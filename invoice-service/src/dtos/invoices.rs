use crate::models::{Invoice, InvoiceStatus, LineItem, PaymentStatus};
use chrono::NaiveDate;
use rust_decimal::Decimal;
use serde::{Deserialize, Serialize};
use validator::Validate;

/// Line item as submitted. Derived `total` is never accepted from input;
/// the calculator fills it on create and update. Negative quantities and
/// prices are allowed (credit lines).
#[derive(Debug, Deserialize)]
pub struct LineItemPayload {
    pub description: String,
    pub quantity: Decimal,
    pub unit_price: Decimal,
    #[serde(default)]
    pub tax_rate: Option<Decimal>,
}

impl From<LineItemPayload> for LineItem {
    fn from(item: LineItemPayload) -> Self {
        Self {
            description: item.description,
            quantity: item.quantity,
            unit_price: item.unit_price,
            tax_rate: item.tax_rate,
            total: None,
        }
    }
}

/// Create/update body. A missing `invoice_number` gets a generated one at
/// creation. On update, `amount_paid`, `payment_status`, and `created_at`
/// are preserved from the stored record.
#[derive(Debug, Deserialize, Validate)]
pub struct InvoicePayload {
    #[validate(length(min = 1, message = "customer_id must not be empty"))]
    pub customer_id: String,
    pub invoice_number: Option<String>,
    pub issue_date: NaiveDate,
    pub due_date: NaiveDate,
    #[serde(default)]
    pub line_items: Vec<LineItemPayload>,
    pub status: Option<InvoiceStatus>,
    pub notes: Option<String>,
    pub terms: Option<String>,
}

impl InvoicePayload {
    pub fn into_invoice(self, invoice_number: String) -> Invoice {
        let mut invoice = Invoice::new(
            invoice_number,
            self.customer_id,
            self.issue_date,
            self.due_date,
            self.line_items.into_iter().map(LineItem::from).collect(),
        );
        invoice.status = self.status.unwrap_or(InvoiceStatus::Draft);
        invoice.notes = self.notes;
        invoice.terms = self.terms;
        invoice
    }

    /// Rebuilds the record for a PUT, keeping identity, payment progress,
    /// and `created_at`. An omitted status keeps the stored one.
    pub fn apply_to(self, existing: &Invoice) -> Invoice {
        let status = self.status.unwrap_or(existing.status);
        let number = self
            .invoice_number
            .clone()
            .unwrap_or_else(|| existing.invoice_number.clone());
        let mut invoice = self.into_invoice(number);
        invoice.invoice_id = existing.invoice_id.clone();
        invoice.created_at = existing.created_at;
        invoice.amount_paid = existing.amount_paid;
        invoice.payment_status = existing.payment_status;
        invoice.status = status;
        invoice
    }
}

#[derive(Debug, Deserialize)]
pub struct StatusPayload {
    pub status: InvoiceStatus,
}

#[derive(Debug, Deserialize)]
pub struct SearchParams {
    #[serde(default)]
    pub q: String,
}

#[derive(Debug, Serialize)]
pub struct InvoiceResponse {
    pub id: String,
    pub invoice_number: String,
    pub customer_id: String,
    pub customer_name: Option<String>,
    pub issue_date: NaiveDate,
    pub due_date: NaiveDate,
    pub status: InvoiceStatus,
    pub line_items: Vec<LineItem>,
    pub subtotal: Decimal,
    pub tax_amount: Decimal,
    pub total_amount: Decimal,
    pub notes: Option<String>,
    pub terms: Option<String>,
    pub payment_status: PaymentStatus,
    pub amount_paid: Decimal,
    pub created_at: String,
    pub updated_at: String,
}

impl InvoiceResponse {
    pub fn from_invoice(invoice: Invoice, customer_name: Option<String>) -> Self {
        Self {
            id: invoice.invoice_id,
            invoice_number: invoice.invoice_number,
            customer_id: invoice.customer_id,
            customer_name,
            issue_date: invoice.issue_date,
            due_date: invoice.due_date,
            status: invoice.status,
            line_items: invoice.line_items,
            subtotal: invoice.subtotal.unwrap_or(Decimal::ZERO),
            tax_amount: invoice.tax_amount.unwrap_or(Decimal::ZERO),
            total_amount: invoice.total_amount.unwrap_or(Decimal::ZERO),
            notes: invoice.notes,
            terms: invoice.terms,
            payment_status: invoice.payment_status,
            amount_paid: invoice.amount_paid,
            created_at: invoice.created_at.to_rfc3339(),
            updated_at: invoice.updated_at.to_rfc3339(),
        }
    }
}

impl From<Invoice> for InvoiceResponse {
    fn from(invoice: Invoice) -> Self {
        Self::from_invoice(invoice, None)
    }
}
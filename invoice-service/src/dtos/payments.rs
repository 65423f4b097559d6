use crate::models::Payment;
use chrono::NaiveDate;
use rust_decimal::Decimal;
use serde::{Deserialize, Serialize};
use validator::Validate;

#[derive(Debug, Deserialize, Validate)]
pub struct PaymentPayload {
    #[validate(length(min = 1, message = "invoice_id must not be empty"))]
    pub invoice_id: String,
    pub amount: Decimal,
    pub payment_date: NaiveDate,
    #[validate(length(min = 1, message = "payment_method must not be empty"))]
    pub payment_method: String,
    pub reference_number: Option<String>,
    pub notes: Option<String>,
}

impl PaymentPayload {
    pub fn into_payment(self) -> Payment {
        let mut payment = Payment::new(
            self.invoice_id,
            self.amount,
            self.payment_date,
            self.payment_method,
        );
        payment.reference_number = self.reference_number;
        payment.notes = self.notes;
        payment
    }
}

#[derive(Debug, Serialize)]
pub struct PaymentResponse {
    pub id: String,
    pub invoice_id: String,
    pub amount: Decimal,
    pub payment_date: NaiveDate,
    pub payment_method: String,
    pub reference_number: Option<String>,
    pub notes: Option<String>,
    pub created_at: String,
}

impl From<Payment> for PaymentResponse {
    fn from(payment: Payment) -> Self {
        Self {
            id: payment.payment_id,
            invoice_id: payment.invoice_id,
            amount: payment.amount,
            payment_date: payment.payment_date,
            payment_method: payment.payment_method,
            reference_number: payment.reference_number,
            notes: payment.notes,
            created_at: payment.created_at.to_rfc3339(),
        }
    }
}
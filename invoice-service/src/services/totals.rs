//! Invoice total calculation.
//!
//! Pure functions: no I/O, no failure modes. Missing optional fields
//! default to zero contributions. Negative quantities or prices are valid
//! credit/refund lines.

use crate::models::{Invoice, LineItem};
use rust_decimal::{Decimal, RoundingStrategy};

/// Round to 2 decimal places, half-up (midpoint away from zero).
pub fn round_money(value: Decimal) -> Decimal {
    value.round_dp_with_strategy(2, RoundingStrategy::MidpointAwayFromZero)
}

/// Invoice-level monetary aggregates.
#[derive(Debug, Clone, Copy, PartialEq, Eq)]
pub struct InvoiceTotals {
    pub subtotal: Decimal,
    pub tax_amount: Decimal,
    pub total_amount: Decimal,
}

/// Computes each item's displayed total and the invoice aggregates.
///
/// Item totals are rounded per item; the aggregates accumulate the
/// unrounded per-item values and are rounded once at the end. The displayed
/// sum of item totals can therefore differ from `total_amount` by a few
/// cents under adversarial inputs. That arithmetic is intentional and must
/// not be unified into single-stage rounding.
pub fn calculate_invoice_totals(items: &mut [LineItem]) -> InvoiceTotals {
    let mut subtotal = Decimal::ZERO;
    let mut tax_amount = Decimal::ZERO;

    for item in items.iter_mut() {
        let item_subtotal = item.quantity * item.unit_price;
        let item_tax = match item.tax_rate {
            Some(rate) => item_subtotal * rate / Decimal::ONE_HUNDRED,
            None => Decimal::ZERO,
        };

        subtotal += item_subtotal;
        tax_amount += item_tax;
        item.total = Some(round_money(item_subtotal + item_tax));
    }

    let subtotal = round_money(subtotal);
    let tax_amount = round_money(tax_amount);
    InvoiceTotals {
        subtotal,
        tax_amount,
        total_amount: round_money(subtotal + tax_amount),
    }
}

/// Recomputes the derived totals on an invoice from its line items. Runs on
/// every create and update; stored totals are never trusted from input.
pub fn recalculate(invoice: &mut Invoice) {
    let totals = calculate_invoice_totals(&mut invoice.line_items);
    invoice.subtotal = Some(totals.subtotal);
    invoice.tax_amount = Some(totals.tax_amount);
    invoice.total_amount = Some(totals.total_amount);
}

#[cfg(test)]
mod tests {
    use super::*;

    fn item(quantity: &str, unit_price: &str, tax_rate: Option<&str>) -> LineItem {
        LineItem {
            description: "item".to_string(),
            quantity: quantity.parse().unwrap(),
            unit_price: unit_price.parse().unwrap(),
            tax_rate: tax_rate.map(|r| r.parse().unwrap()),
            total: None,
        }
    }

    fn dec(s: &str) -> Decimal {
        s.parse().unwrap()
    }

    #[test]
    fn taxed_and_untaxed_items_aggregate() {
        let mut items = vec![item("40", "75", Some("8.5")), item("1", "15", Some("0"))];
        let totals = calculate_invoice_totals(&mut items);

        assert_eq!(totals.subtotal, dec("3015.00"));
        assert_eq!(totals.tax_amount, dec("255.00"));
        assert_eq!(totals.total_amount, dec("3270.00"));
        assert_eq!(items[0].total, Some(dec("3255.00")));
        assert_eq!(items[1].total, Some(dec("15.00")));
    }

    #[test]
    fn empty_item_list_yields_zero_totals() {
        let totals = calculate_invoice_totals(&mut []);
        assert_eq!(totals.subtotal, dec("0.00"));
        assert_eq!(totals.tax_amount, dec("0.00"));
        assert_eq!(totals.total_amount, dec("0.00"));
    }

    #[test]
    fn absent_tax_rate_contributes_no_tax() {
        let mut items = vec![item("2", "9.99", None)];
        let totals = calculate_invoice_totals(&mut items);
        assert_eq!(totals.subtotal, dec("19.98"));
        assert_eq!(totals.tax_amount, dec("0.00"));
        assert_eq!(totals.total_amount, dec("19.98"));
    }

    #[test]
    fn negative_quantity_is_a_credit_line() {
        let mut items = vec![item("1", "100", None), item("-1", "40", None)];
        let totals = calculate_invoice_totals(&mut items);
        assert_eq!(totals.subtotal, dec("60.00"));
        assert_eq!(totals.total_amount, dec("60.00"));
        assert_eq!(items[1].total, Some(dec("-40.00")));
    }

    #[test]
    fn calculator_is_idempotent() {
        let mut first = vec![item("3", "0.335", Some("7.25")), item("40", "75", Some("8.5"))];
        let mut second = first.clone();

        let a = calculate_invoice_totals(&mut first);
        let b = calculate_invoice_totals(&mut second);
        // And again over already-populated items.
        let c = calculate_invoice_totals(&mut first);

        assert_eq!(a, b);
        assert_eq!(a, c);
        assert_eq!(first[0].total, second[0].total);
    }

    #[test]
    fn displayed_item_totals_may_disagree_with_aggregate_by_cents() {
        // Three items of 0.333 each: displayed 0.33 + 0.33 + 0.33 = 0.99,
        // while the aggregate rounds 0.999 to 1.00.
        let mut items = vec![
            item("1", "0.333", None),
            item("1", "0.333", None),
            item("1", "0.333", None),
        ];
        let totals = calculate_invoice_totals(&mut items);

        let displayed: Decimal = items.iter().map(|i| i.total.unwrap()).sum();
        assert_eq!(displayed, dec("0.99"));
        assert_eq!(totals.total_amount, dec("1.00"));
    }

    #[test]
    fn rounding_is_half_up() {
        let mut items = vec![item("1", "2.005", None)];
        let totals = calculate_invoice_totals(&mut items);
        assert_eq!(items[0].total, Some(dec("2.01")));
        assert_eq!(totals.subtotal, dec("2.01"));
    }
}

### Exercise requirements
Could you return all lines from the records that include the word "terms"?

### Completed exercise
    pub terms: Option<String>,
        invoice.terms = self.terms;
    pub terms: Option<String>,
            terms: invoice.terms,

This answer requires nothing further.